Incontro 4 presidenti Provincia Abruzzo. Presentato il documento contro la soppressione dell’Ente. Domani Consigli straordinari aperti in tutta Italia
Pescara: Convocata oggi 30 Gennaio 2012 nella sala conferenze della Provincia di Pescara una conferenza stampa per presentare i Consigli Provinciali straordinari aperti che si terranno domani in tutta Italia. Anche nelle 4 provincie abruzzesi si svolgeranno queste riunioni, aperte a tutti coloro che hanno a che fare con le Provincie.
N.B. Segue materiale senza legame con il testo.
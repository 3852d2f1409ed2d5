use anyhow::{Context, Result};
use serde::Deserialize;
use std::collections::HashSet;
use std::path::{Path, PathBuf};

use crate::roles::Role;
use crate::upload::DEFAULT_MAX_BYTES;

#[derive(Debug, Deserialize, Clone)]
pub struct Config {
    pub seed: SeedConfig,
    #[serde(default)]
    pub tables: TablesConfig,
    #[serde(default)]
    pub logging: LoggingConfig,
    #[serde(default)]
    pub upload: UploadConfig,
    #[serde(default)]
    pub users: Vec<UserConfig>,
}

/// Locations of the seed documents.
#[derive(Debug, Deserialize, Clone)]
pub struct SeedConfig {
    /// Page holding the artifact table.
    pub artifacts: PathBuf,
    /// Page holding the language, artifact, and location lookup tables.
    pub search: PathBuf,
}

/// Element ids of the lookup tables on the search page.
#[derive(Debug, Deserialize, Clone)]
pub struct TablesConfig {
    #[serde(default = "default_language_table")]
    pub language: String,
    #[serde(default = "default_artifact_table")]
    pub artifact: String,
    #[serde(default = "default_location_table")]
    pub location: String,
}

impl Default for TablesConfig {
    fn default() -> Self {
        Self {
            language: default_language_table(),
            artifact: default_artifact_table(),
            location: default_location_table(),
        }
    }
}

fn default_language_table() -> String {
    "langTable".to_string()
}
fn default_artifact_table() -> String {
    "artTable".to_string()
}
fn default_location_table() -> String {
    "locTable".to_string()
}

#[derive(Debug, Deserialize, Clone)]
pub struct LoggingConfig {
    /// `tracing` filter directive used when `RUST_LOG` is unset.
    #[serde(default = "default_filter")]
    pub filter: String,
}

impl Default for LoggingConfig {
    fn default() -> Self {
        Self {
            filter: default_filter(),
        }
    }
}

fn default_filter() -> String {
    "warn".to_string()
}

#[derive(Debug, Deserialize, Clone)]
pub struct UploadConfig {
    /// Largest accepted upload in bytes.
    #[serde(default = "default_max_bytes")]
    pub max_bytes: u64,
}

impl Default for UploadConfig {
    fn default() -> Self {
        Self {
            max_bytes: default_max_bytes(),
        }
    }
}

fn default_max_bytes() -> u64 {
    DEFAULT_MAX_BYTES
}

/// One `[[users]]` entry.
#[derive(Debug, Deserialize, Clone)]
pub struct UserConfig {
    pub name: String,
    pub role: Role,
    /// Hex SHA-256 of the password.
    pub password_sha256: String,
}

pub fn load_config(path: &Path) -> Result<Config> {
    let content = std::fs::read_to_string(path)
        .with_context(|| format!("Failed to read config file: {}", path.display()))?;

    parse_config(&content)
}

pub fn parse_config(content: &str) -> Result<Config> {
    let config: Config = toml::from_str(content).with_context(|| "Failed to parse config file")?;

    // Validate tables
    let ids = [
        ("tables.language", &config.tables.language),
        ("tables.artifact", &config.tables.artifact),
        ("tables.location", &config.tables.location),
    ];
    for (key, id) in ids {
        if id.trim().is_empty() {
            anyhow::bail!("{} must not be empty", key);
        }
    }
    for (i, (key, id)) in ids.iter().enumerate() {
        if let Some((other, _)) = ids[i + 1..].iter().find(|(_, o)| o == id) {
            anyhow::bail!("{} and {} both name table '{}'", key, other, id);
        }
    }

    // Validate logging
    if config.logging.filter.trim().is_empty() {
        anyhow::bail!("logging.filter must not be empty");
    }

    // Validate upload
    if config.upload.max_bytes == 0 {
        anyhow::bail!("upload.max_bytes must be greater than zero");
    }

    // Validate users
    let mut seen = HashSet::new();
    for user in &config.users {
        if user.name.trim().is_empty() {
            anyhow::bail!("users.name must not be empty");
        }
        if !seen.insert(user.name.as_str()) {
            anyhow::bail!("user '{}' is listed more than once", user.name);
        }
        let digest = &user.password_sha256;
        if digest.len() != 64 || !digest.chars().all(|c| c.is_ascii_hexdigit()) {
            anyhow::bail!("users.password_sha256 for '{}' must be 64 hex digits", user.name);
        }
    }

    Ok(config)
}
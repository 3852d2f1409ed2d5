//! Table extraction from seed HTML documents.
//!
//! The page is parsed with an HTML5 parser, so the rules a browser applies
//! hold here too: `<script>` and `<style>` bodies are raw text, a stray `<`
//! in a cell is literal, optional end tags are implied, and character
//! references resolve one at a time (unknown ones stay as written).
//!
//! [`scan_page`] returns every table id in the document plus one
//! [`TableRow`] per `<tr>`. [`parse_artifacts`] turns the rows of
//! `seed.html` into [`ArtifactRecord`]s; [`crate::lookup`] reads the name
//! tables of `seed_search.html` from the same scan.

use std::sync::OnceLock;

use scraper::{ElementRef, Html, Selector};

use crate::models::ArtifactRecord;

/// Number of populated cells an artifact row must have (title, author, date).
pub const ARTIFACT_CELLS: usize = 3;

/// One `<tr>` as seen by the scanner.
#[derive(Debug, Clone, PartialEq, Eq)]
pub struct TableRow {
    /// `id` attribute of the innermost enclosing `<table>`, if any.
    pub table_id: Option<String>,
    /// Trimmed text of every `<td>`, empty cells included.
    pub cells: Vec<String>,
    /// `href` of the first anchor inside the row.
    pub link: Option<String>,
}

impl TableRow {
    pub fn populated_cells(&self) -> impl Iterator<Item = &str> {
        self.cells
            .iter()
            .map(String::as_str)
            .filter(|c| !c.is_empty())
    }
}

/// Result of scanning one document.
#[derive(Debug, Clone, Default, PartialEq, Eq)]
pub struct ScannedPage {
    /// `id` of every `<table>` in the document, rows or not.
    pub table_ids: Vec<String>,
    pub rows: Vec<TableRow>,
}

impl ScannedPage {
    pub fn has_table(&self, id: &str) -> bool {
        self.table_ids.iter().any(|t| t == id)
    }

    /// Rows whose innermost table carries `id`, in document order.
    pub fn rows_of<'a>(&'a self, id: &'a str) -> impl Iterator<Item = &'a TableRow> + 'a {
        self.rows
            .iter()
            .filter(move |r| r.table_id.as_deref() == Some(id))
    }
}

fn selector(cell: &'static OnceLock<Selector>, css: &str) -> &'static Selector {
    cell.get_or_init(|| Selector::parse(css).expect("static selector is valid"))
}

fn table_selector() -> &'static Selector {
    static SELECTOR: OnceLock<Selector> = OnceLock::new();
    selector(&SELECTOR, "table")
}

fn row_selector() -> &'static Selector {
    static SELECTOR: OnceLock<Selector> = OnceLock::new();
    selector(&SELECTOR, "tr")
}

fn link_selector() -> &'static Selector {
    static SELECTOR: OnceLock<Selector> = OnceLock::new();
    selector(&SELECTOR, "a[href]")
}

/// Parse every qualifying artifact row in `html`, in document order.
///
/// Rows whose populated cell count is not exactly three are skipped. No
/// input fails the parse; a page without tables yields no records.
pub fn parse_artifacts(html: &str) -> Vec<ArtifactRecord> {
    let rows = scan_rows(html);
    let mut artifacts = Vec::with_capacity(rows.len());

    for row in rows {
        let cells: Vec<&str> = row.populated_cells().collect();
        if cells.len() != ARTIFACT_CELLS {
            tracing::debug!(
                populated = cells.len(),
                table = row.table_id.as_deref().unwrap_or("-"),
                "skipping row without exactly three populated cells"
            );
            continue;
        }
        artifacts.push(ArtifactRecord {
            title: cells[0].to_string(),
            author: cells[1].to_string(),
            date: cells[2].to_string(),
            link: row.link.clone(),
        });
    }

    tracing::debug!(count = artifacts.len(), "parsed artifact rows");
    artifacts
}

/// Every table row in `html`, in document order.
pub fn scan_rows(html: &str) -> Vec<TableRow> {
    scan_page(html).rows
}

/// Scan `html` for tables and their rows.
pub fn scan_page(html: &str) -> ScannedPage {
    let document = Html::parse_document(html);

    let table_ids = document
        .select(table_selector())
        .filter_map(|table| table.value().attr("id"))
        .map(str::to_string)
        .collect();

    let rows = document.select(row_selector()).map(read_row).collect();

    ScannedPage { table_ids, rows }
}

fn read_row(tr: ElementRef<'_>) -> TableRow {
    let table_id = tr
        .ancestors()
        .filter_map(ElementRef::wrap)
        .find(|e| e.value().name() == "table")
        .and_then(|table| table.value().attr("id"))
        .map(str::to_string);

    // Inline children (`<b>`, `<a>`, `<br>`) contribute their text in order.
    let cells = tr
        .children()
        .filter_map(ElementRef::wrap)
        .filter(|e| e.value().name() == "td")
        .map(|td| td.text().collect::<String>().trim().to_string())
        .collect();

    let link = tr
        .select(link_selector())
        .next()
        .and_then(|a| a.value().attr("href"))
        .map(str::to_string);

    TableRow {
        table_id,
        cells,
        link,
    }
}

#[cfg(test)]
mod tests {
    use super::*;

    const SEED: &str = r#"<!DOCTYPE html>
<html>
<head><meta charset="utf-8"><title>Seed Vault</title></head>
<body>
<table id="artTable">
  <tr><th>Title</th><th>Author</th><th>Date</th></tr>
  <tr>
    <td><a href="https://example.org/basket">Woven Basket</a></td>
    <td> Maria Tallchief </td>
    <td>10/29/2025</td>
  </tr>
  <tr><td>Song of the River</td><td>Joe</td><td>01/02/2024</td></tr>
  <tr><td>Only two</td><td>cells</td></tr>
  <tr><td>a</td><td>b</td><td>c</td><td>d</td></tr>
  <tr><td></td><td></td><td></td></tr>
</table>
</body>
</html>"#;

    #[test]
    fn three_cell_rows_become_records() {
        let arts = parse_artifacts(SEED);
        assert_eq!(arts.len(), 2);
        assert_eq!(arts[0].title, "Woven Basket");
        assert_eq!(arts[0].author, "Maria Tallchief");
        assert_eq!(arts[0].date, "10/29/2025");
        assert_eq!(arts[0].link.as_deref(), Some("https://example.org/basket"));
        assert_eq!(arts[1].title, "Song of the River");
        assert_eq!(arts[1].link, None);
    }

    #[test]
    fn empty_cells_do_not_count() {
        let html = "<table><tr><td>T</td><td>  </td><td>A</td><td>D</td></tr></table>";
        let arts = parse_artifacts(html);
        assert_eq!(arts.len(), 1);
        assert_eq!(arts[0].author, "A");
        assert_eq!(arts[0].date, "D");
    }

    #[test]
    fn link_is_first_anchor_in_row() {
        let html = r#"<table><tr>
            <td>Title</td>
            <td><a href="http://first">Author</a></td>
            <td><a href="http://second">Date</a></td>
        </tr></table>"#;
        let arts = parse_artifacts(html);
        assert_eq!(arts[0].link.as_deref(), Some("http://first"));
    }

    #[test]
    fn link_does_not_leak_between_rows() {
        let html = r#"<table>
            <tr><td><a href="http://one">A</a></td><td>B</td><td>C</td></tr>
            <tr><td>D</td><td>E</td><td>F</td></tr>
        </table>"#;
        let arts = parse_artifacts(html);
        assert_eq!(arts[1].link, None);
    }

    #[test]
    fn inline_children_are_concatenated() {
        let html = "<table><tr><td>Woven <b>Basket</b></td><td>M</td><td>D</td></tr></table>";
        let arts = parse_artifacts(html);
        assert_eq!(arts[0].title, "Woven Basket");
    }

    #[test]
    fn html_style_markup_is_tolerated() {
        let html = "<TABLE id=artTable><TR><TD nowrap>Mask<br></TD><TD>K&eacute;ri</TD><TD>1901</TD></TABLE>";
        let rows = scan_rows(html);
        assert_eq!(rows.len(), 1);
        assert_eq!(rows[0].table_id.as_deref(), Some("artTable"));
        assert_eq!(rows[0].cells, vec!["Mask", "Kéri", "1901"]);
    }

    #[test]
    fn unknown_entity_kept_verbatim() {
        let html = "<table><tr><td>Arts &bogus; Crafts</td></tr></table>";
        let rows = scan_rows(html);
        assert_eq!(rows[0].cells, vec!["Arts &bogus; Crafts"]);
    }

    #[test]
    fn known_references_resolve_beside_unknown_ones() {
        let rows = scan_rows("<table><tr><td>Arts &amp; Crafts &bogus;</td></tr></table>");
        assert_eq!(rows[0].cells, vec!["Arts & Crafts &bogus;"]);
    }

    #[test]
    fn script_after_table_keeps_rows() {
        let html = "<table><tr><td><a href=\"http://y\">Basket</a></td><td>Maria</td><td>2020</td></tr></table>\n\
                    <script>if (a && b) { x = \"<\"; }</script>";
        let arts = parse_artifacts(html);
        assert_eq!(arts.len(), 1);
        assert_eq!(arts[0].title, "Basket");
        assert_eq!(arts[0].link.as_deref(), Some("http://y"));
    }

    #[test]
    fn style_and_script_text_is_not_a_row() {
        let html = "<style>td > a { color: red }</style>\
                    <table><tr><td>T</td><td>A</td><td>D</td></tr></table>\
                    <script>document.write('<tr><td>x</td></tr>')</script>";
        let rows = scan_rows(html);
        assert_eq!(rows.len(), 1);
        assert_eq!(rows[0].cells, vec!["T", "A", "D"]);
    }

    #[test]
    fn bare_less_than_stays_in_cell_text() {
        let html = r#"<table><tr><td><a href="http://x">a < b</a></td><td>M</td><td>D</td></tr></table>"#;
        let arts = parse_artifacts(html);
        assert_eq!(arts[0].title, "a < b");
    }

    #[test]
    fn empty_tables_are_still_listed() {
        let page = scan_page(r#"<table id="artTable"></table><table><tr><td>x</td></tr></table>"#);
        assert!(page.has_table("artTable"));
        assert!(!page.has_table("langTable"));
        assert_eq!(page.rows_of("artTable").count(), 0);
        assert_eq!(page.rows.len(), 1);
    }

    #[test]
    fn rows_carry_innermost_table_id() {
        let html = r#"<table id="outer"><tr><td>x</td></tr></table>
            <table id="langTable"><tr><td>Navajo</td><td>Diné bizaad</td></tr></table>"#;
        let rows = scan_rows(html);
        assert_eq!(rows.len(), 2);
        assert_eq!(rows[0].table_id.as_deref(), Some("outer"));
        assert_eq!(rows[1].table_id.as_deref(), Some("langTable"));
        assert_eq!(rows[1].cells[1], "Diné bizaad");
    }

    #[test]
    fn header_cells_are_not_collected() {
        let rows = scan_rows("<table><tr><th>Name</th><th>Meaning</th></tr></table>");
        assert!(rows[0].cells.is_empty());
    }

    #[test]
    fn document_without_table_yields_nothing() {
        assert!(parse_artifacts("<p>nothing here</p>").is_empty());
        assert!(parse_artifacts("").is_empty());
    }
}
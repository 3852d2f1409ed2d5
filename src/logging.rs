//! `tracing` setup for the `vault` binary.
//!
//! Events go to stderr so that command output on stdout stays clean for
//! scripts. `RUST_LOG` takes precedence over the configured filter.

use anyhow::Result;
use tracing_subscriber::{fmt, layer::SubscriberExt, util::SubscriberInitExt, EnvFilter};

use crate::config::LoggingConfig;

/// Install the global subscriber. A second call is a no-op.
pub fn init(config: &LoggingConfig) -> Result<()> {
    let filter = EnvFilter::try_from_default_env()
        .or_else(|_| EnvFilter::try_new(&config.filter))?;

    let installed = tracing_subscriber::registry()
        .with(filter)
        .with(fmt::layer().with_writer(std::io::stderr).with_target(false))
        .try_init();

    if installed.is_err() {
        tracing::debug!("tracing subscriber already installed");
    }
    Ok(())
}
//! # Seed Vault CLI (`vault`)
//!
//! Reads the seed pages named in the configuration file and exposes the
//! artifact listing, the duplicate check, the name lookup, and inline word
//! tagging from the command line.
//!
//! ## Usage
//!
//! ```bash
//! vault --config ./config/vault.toml <command>
//! ```
//!
//! ## Commands
//!
//! | Command | Description |
//! |---------|-------------|
//! | `vault artifacts` | List displayable artifacts from the artifact page |
//! | `vault check` | Fail if any (title, author, date) row repeats |
//! | `vault find <category> <name>` | Look up a language, artifact, or location |
//! | `vault tag "<text>"` | Annotate free text with word tags |
//! | `vault can <role> <action>` | Check the role permission table |
//! | `vault login <user>` | Check a password (read from stdin) |
//! | `vault upload-check <file> --mime <type>` | Validate a file for upload |
//!
//! ## Examples
//!
//! ```bash
//! vault find language Navajo
//! vault find location true --json     # rejected: not text
//! vault tag "We plant the seed." --tag seed=noun --tag plant=verb
//! vault can tribe1 view --level tribe2      # denied
//! vault upload-check ./recording.mp3 --mime audio/mpeg --role tribe1
//! ```

use clap::{Parser, Subcommand};
use std::path::PathBuf;

use seed_vault::config::{self, LoggingConfig};
use seed_vault::models::Category;
use seed_vault::roles::{self, AccessLevel, Action, Role};
use seed_vault::{listing, logging, lookup, tagging, upload};

/// Seed Vault CLI: artifact listing, name lookup, and word tagging for
/// the Seed Vault site.
#[derive(Parser)]
#[command(name = "vault", version, about = "Seed Vault: artifact listing, name lookup, and word tagging")]
struct Cli {
    /// Path to configuration file (TOML).
    ///
    /// Defaults to `./config/vault.toml`. Seed page paths, lookup table ids,
    /// and the log filter are read from this file.
    #[arg(long, global = true, default_value = "./config/vault.toml")]
    config: PathBuf,

    #[command(subcommand)]
    command: Commands,
}

/// Top-level CLI commands.
#[derive(Subcommand)]
enum Commands {
    /// List artifacts from the artifact page.
    ///
    /// Prints every displayable row, or `no artifacts available` when the
    /// page has none, followed by rows rejected for missing data.
    Artifacts,

    /// Check that no (title, author, date) triple repeats.
    Check,

    /// Look up a name in one of the lookup tables.
    Find {
        /// Table to search.
        #[arg(value_enum)]
        category: Category,

        /// Name to look up (exact, case-sensitive).
        name: String,

        /// Parse NAME as a JSON literal instead of plain text.
        #[arg(long)]
        json: bool,
    },

    /// Annotate free text with word tags. Does not read the config file.
    Tag {
        /// Text to tag.
        text: String,

        /// Tags as `word=tag` pairs.
        #[arg(long = "tag", value_parser = parse_key_val)]
        tags: Vec<(String, String)>,

        /// Render highlight markup instead of plain annotations.
        #[arg(long)]
        highlight: bool,
    },

    /// Check whether a role may perform an action. Does not read the config file.
    Can {
        #[arg(value_enum)]
        role: Role,

        #[arg(value_enum)]
        action: Action,

        /// Access level of the material acted on.
        #[arg(long, value_enum)]
        level: Option<AccessLevel>,
    },

    /// Check a password against the configured users.
    ///
    /// The password is read from the first line of stdin.
    Login {
        username: String,
    },

    /// Validate a file against the upload rules.
    UploadCheck {
        /// File to check.
        file: PathBuf,

        /// Declared MIME type.
        #[arg(long)]
        mime: String,

        /// Role of the uploader.
        #[arg(long, value_enum, default_value = "guest")]
        role: Role,
    },
}

/// Parse a `key=value` pair for `--tag` arguments.
fn parse_key_val(s: &str) -> Result<(String, String), String> {
    let pos = s
        .find('=')
        .ok_or_else(|| format!("invalid KEY=VALUE: no '=' found in '{}'", s))?;
    Ok((s[..pos].to_string(), s[pos + 1..].to_string()))
}

fn main() -> anyhow::Result<()> {
    let cli = Cli::parse();

    // Commands that don't require config
    if let Commands::Tag {
        text,
        tags,
        highlight,
    } = cli.command
    {
        logging::init(&LoggingConfig::default())?;
        return tagging::run_tag(&text, tags, highlight);
    }
    if let Commands::Can {
        role,
        action,
        level,
    } = cli.command
    {
        logging::init(&LoggingConfig::default())?;
        return roles::run_can(role, action, level);
    }

    let cfg = config::load_config(&cli.config)?;
    logging::init(&cfg.logging)?;

    match cli.command {
        Commands::Artifacts => listing::run_artifacts(&cfg)?,
        Commands::Check => listing::run_check(&cfg)?,
        Commands::Find {
            category,
            name,
            json,
        } => lookup::run_find(&cfg, category, &name, json)?,
        Commands::Login { username } => roles::run_login(&cfg.users, &username)?,
        Commands::UploadCheck { file, mime, role } => {
            upload::run_upload_check(&cfg, &file, &mime, role)?
        }
        Commands::Tag { .. } | Commands::Can { .. } => {
            unreachable!("handled before config loading")
        }
    }

    Ok(())
}
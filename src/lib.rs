//! # Seed Vault
//!
//! Data-side logic for the Seed Vault site: the artifact table, the name
//! lookup over languages, artifacts, and locations, and the word tools used
//! by contributors.
//!
//! ## Architecture
//!
//! ```text
//! ┌──────────────┐   ┌──────────┐   ┌────────────┐
//! │  seed.html   │──▶│ extract  │──▶│  listing   │
//! └──────────────┘   │ (rows)   │   │ display +  │
//!                    │          │   │ duplicates │
//! ┌──────────────┐   │          │   └────────────┘
//! │seed_search.  │──▶│          │──▶┌────────────┐
//! │    html      │   └──────────┘   │   lookup   │
//! └──────────────┘                  └────────────┘
//!
//! ┌──────────┐  ┌──────────────┐  ┌──────────┐
//! │ storage  │  │ tag_registry │  │ tagging  │
//! └──────────┘  └──────────────┘  └──────────┘
//!
//! ┌──────────┐  ┌──────────┐
//! │  roles   │─▶│  upload  │
//! └──────────┘  └──────────┘
//! ```
//!
//! ## Quick Start
//!
//! ```bash
//! vault artifacts                      # list displayable artifacts
//! vault check                          # flag duplicate rows
//! vault find language Navajo           # look up a description
//! vault tag "plant the seed" --tag seed=noun
//! ```
//!
//! ## Modules
//!
//! | Module | Purpose |
//! |--------|---------|
//! | [`config`] | TOML configuration parsing |
//! | [`models`] | Core data types |
//! | [`error`] | Library error type |
//! | [`extract`] | HTML table row scanning and artifact parsing |
//! | [`listing`] | Display validation and duplicate detection |
//! | [`lookup`] | Name lookup tables |
//! | [`storage`] | Unicode-preserving word storage |
//! | [`tag_registry`] | Tagged word create/read/update |
//! | [`tagging`] | Inline tagging of free text |
//! | [`roles`] | Role permissions and credential checks |
//! | [`upload`] | Upload validation and file access rules |
//! | [`logging`] | `tracing` subscriber setup |

pub mod config;
pub mod error;
pub mod extract;
pub mod listing;
pub mod logging;
pub mod lookup;
pub mod models;
pub mod roles;
pub mod storage;
pub mod tag_registry;
pub mod tagging;
pub mod upload;

pub use error::{InputProblem, VaultError};
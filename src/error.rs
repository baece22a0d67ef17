//! Error types for entity construction, selection building and configuration.

use thiserror::Error;

/// A change description that cannot be turned into a live entity.
#[derive(Debug, Error, PartialEq)]
pub enum ConstructionError {
    #[error("{kind} {id} has color {color}, expected < {max}")]
    ColorOutOfRange {
        kind: &'static str,
        id: u64,
        color: u8,
        max: usize,
    },
    #[error("{kind} {id} has non-finite {field}")]
    NonFinite {
        kind: &'static str,
        id: u64,
        field: &'static str,
    },
    #[error("{kind} {id} has invalid energy {energy}")]
    InvalidEnergy {
        kind: &'static str,
        id: u64,
        energy: f64,
    },
    #[error("cell {id} lists {bonds} bonds but allows at most {max_connections}")]
    TooManyBonds {
        id: u64,
        bonds: usize,
        max_connections: u32,
    },
}

/// Failures while encoding, decoding or rebuilding a selection.
#[derive(Debug, Error)]
pub enum SelectionError {
    #[error("selection codec failed: {0}")]
    Codec(#[from] bincode::Error),
    #[error("selection format version {found} is newer than supported version {supported}")]
    UnsupportedVersion { found: u32, supported: u32 },
    #[error("{kind} id {id} appears more than once in one selection")]
    DuplicateId { kind: &'static str, id: u64 },
    #[error(transparent)]
    Construction(#[from] ConstructionError),
}

/// Failures while loading simulation parameters.
#[derive(Debug, Error)]
pub enum ConfigError {
    #[error("IO error: {0}")]
    Io(#[from] std::io::Error),
    #[error("invalid parameter file: {0}")]
    Json(#[from] serde_json::Error),
}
I Presidenti dei Consigli hanno illustrato un documento che sollecita il Parlamento a rivedere l’articolo 23 del decreto Monti che in qualche modo rivoluziona l’assetto delle Provincie italiane. Tra i cittadini le idee sul suddetto articolo sono molto confuse, si pensa ad una cancellazione delle Provincie, invece si parla di un “cambiamento di gestione”.
“Non c’è una riduzione di costi anzi il contrario. Si creano grandi disfunzioni, soprattutto nei confronti delle categorie più deboli. Non si metterebbe mano a quella giungla di oltre 7000 enti che succhia denaro pubblico e nei confronti del quale il nostro sistema non riesce a reagire concretamente”. Dice Enrico Di Giuseppantonio Presidente della Provincia di Chieti.
Prende la parola il Presidente della Provincia di Pescara Guerino Testa “Molti i disagi che si stanno affrontando con questa rivoluzione. Il nostro non è un voler tenere caldo un posto politico che ricopriamo ma siamo consapevoli dell’importanza delle Provincie in diversi settori. Abolendo le Provincie ci sarà un aumento dei costi politici e un ulteriore caos amministrativo. Siamo convinti che si debbano rivedere i costi della politica e siamo d’accordo con l’accorpamento delle Provincie più piccole”.
Antonio Del Corvo, Presidente della Provincia dell’Aquila ci tiene a sottolineare il fatto che le Provincie non verranno soppresse, ma rimarranno, si cambierà il tipo di elezione e cambierà la qualità dei servizi che oggi offre ai cittadini “Nel 2011 la Provincia ha messo a disposizione l’80 % dei fondi che servivano per il trasporto dei disabili, ora, se questo non sarà più di competenza delle Provincie, chi si occuperà di questo servizio? I centri per l’impiego non dovranno più essere gestiti dalla Provincia, passeranno ai Comuni, ma i piccoli Comuni non riusciranno a sostenere certi costi. Io domani proporrò al mio consiglio provinciale di avvalersi di una norma prevista nello statuto regionale che dà la possibilità ai consigli provinciali di presentare dei disegni di legge, chiederò una norma di quattro righe dove tutte le funzioni attualmente svolte dalle Provincie dal 1 Gennaio 2013 dovranno essere svolte dalla Regione”.
Il problema principale attualmente è quello della gestione delle risorse e di chi si dovrà occupare della gestione di varie problematiche quali i centri per l’impiego, i servizi per i disabili, la programmazione scolastica, la caccia e molti altri che finora venivano gestiti dalle Provincie ma che ora non si sa ancora a chi verranno affidate. Un grosso problema è quello dei 56.000 dipendenti che dovranno essere ricollocati tra Comuni e Regioni, ma se poi alcune competenze non potranno più essere sostenute ci si troverà di fronte a nuovi disoccupati.
Gli orari dei Consigli Provinciali che si terranno domani sono i seguenti, l’Aquila ore 14,00, Pescara ore 16,00 ed infine Chieti e Teramo ore 17,00.